* ABOUT THIS EXERCISE: For the entries that follow, count the lines containing the string "ForeignKey" and write only the number.

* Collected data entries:
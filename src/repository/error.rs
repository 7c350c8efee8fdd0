// ==========================================
// 生产管理系统 - 仓储层错误类型
// ==========================================
// 约束错误按 SQLite 扩展错误码分类，不依赖错误文本匹配
// 工具: thiserror 派生宏
// ==========================================

use rusqlite::ffi;
use rusqlite::ErrorCode;
use serde::{Deserialize, Serialize};
use std::fmt;
use thiserror::Error;

/// 约束种类（来自扩展错误码）
#[derive(Debug, Clone, Copy, PartialEq, Eq, Serialize, Deserialize)]
#[serde(rename_all = "SCREAMING_SNAKE_CASE")]
pub enum ConstraintKind {
    Unique,
    PrimaryKey,
    ForeignKey,
    Check,
    NotNull,
    Other,
}

impl ConstraintKind {
    pub fn from_extended_code(extended_code: i32) -> Self {
        match extended_code {
            ffi::SQLITE_CONSTRAINT_UNIQUE => ConstraintKind::Unique,
            ffi::SQLITE_CONSTRAINT_PRIMARYKEY => ConstraintKind::PrimaryKey,
            ffi::SQLITE_CONSTRAINT_FOREIGNKEY => ConstraintKind::ForeignKey,
            ffi::SQLITE_CONSTRAINT_CHECK => ConstraintKind::Check,
            ffi::SQLITE_CONSTRAINT_NOTNULL => ConstraintKind::NotNull,
            _ => ConstraintKind::Other,
        }
    }
}

impl fmt::Display for ConstraintKind {
    fn fmt(&self, f: &mut fmt::Formatter<'_>) -> fmt::Result {
        let s = match self {
            ConstraintKind::Unique => "UNIQUE",
            ConstraintKind::PrimaryKey => "PRIMARY KEY",
            ConstraintKind::ForeignKey => "FOREIGN KEY",
            ConstraintKind::Check => "CHECK",
            ConstraintKind::NotNull => "NOT NULL",
            ConstraintKind::Other => "OTHER",
        };
        write!(f, "{}", s)
    }
}

/// 仓储层错误类型
#[derive(Error, Debug)]
pub enum RepositoryError {
    // ===== 连接生命周期 =====
    #[error("数据库未连接")]
    NotConnected,

    #[error("数据库连接失败: {0}")]
    ConnectivityError(String),

    #[error("数据库锁获取失败: {0}")]
    LockError(String),

    // ===== 约束错误 =====
    /// constraint: 引擎报告的约束明细（UNIQUE/NOT NULL 为 表.列 列表，CHECK 为约束名）
    #[error("{kind} 约束违反: {message}")]
    ConstraintViolation {
        kind: ConstraintKind,
        constraint: Option<String>,
        message: String,
    },

    // ===== 数据库错误 =====
    #[error("记录未找到: {entity} with id={id}")]
    NotFound { entity: String, id: String },

    #[error("数据库查询失败: {0}")]
    DatabaseQueryError(String),

    // ===== 通用错误 =====
    #[error(transparent)]
    Other(#[from] anyhow::Error),
}

impl RepositoryError {
    pub fn constraint_kind(&self) -> Option<ConstraintKind> {
        match self {
            RepositoryError::ConstraintViolation { kind, .. } => Some(*kind),
            _ => None,
        }
    }
}

/// 从引擎消息中截取约束明细，如 "UNIQUE constraint failed: t.c" -> "t.c"
fn constraint_detail(message: &str) -> Option<String> {
    message
        .split_once("failed:")
        .map(|(_, detail)| detail.trim().to_string())
        .filter(|detail| !detail.is_empty())
}

// 实现 From<rusqlite::Error>
impl From<rusqlite::Error> for RepositoryError {
    fn from(err: rusqlite::Error) -> Self {
        match err {
            rusqlite::Error::SqliteFailure(ffi_err, msg) => {
                let message = msg.unwrap_or_else(|| ffi_err.to_string());
                match ffi_err.code {
                    ErrorCode::ConstraintViolation => RepositoryError::ConstraintViolation {
                        kind: ConstraintKind::from_extended_code(ffi_err.extended_code),
                        constraint: constraint_detail(&message),
                        message,
                    },
                    ErrorCode::CannotOpen
                    | ErrorCode::NotADatabase
                    | ErrorCode::SystemIoFailure
                    | ErrorCode::DatabaseBusy
                    | ErrorCode::DatabaseLocked
                    | ErrorCode::PermissionDenied
                    | ErrorCode::DatabaseCorrupt => RepositoryError::ConnectivityError(message),
                    _ => RepositoryError::DatabaseQueryError(message),
                }
            }
            rusqlite::Error::QueryReturnedNoRows => RepositoryError::NotFound {
                entity: "Unknown".to_string(),
                id: "Unknown".to_string(),
            },
            _ => RepositoryError::DatabaseQueryError(err.to_string()),
        }
    }
}

/// Result 类型别名
pub type RepositoryResult<T> = Result<T, RepositoryError>;
// ==========================================
// 生产管理系统 - API 公共请求/响应结构
// ==========================================

use serde::{Deserialize, Serialize};

use crate::api::error::ApiResult;
use crate::api::validator::{require_positive_id, Validate};

/// 按 id 操作的请求（删除）
#[derive(Debug, Clone, Copy, PartialEq, Eq, Serialize, Deserialize)]
#[serde(deny_unknown_fields)]
pub struct IdRequest {
    pub id: i64,
}

impl Validate for IdRequest {
    fn validate(&self) -> ApiResult<()> {
        require_positive_id("id", self.id)
    }
}

/// 新增成功: { "success": true, "id": <id> }
#[derive(Debug, Clone, Copy, PartialEq, Eq, Serialize, Deserialize)]
pub struct CreatedResponse {
    pub success: bool,
    pub id: i64,
}

impl CreatedResponse {
    pub fn new(id: i64) -> Self {
        Self { success: true, id }
    }
}

/// 更新/删除成功: { "success": true }
#[derive(Debug, Clone, Copy, PartialEq, Eq, Serialize, Deserialize)]
pub struct SuccessResponse {
    pub success: bool,
}

impl SuccessResponse {
    pub fn ok() -> Self {
        Self { success: true }
    }
}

* RESULT FOR THIS TASK: 3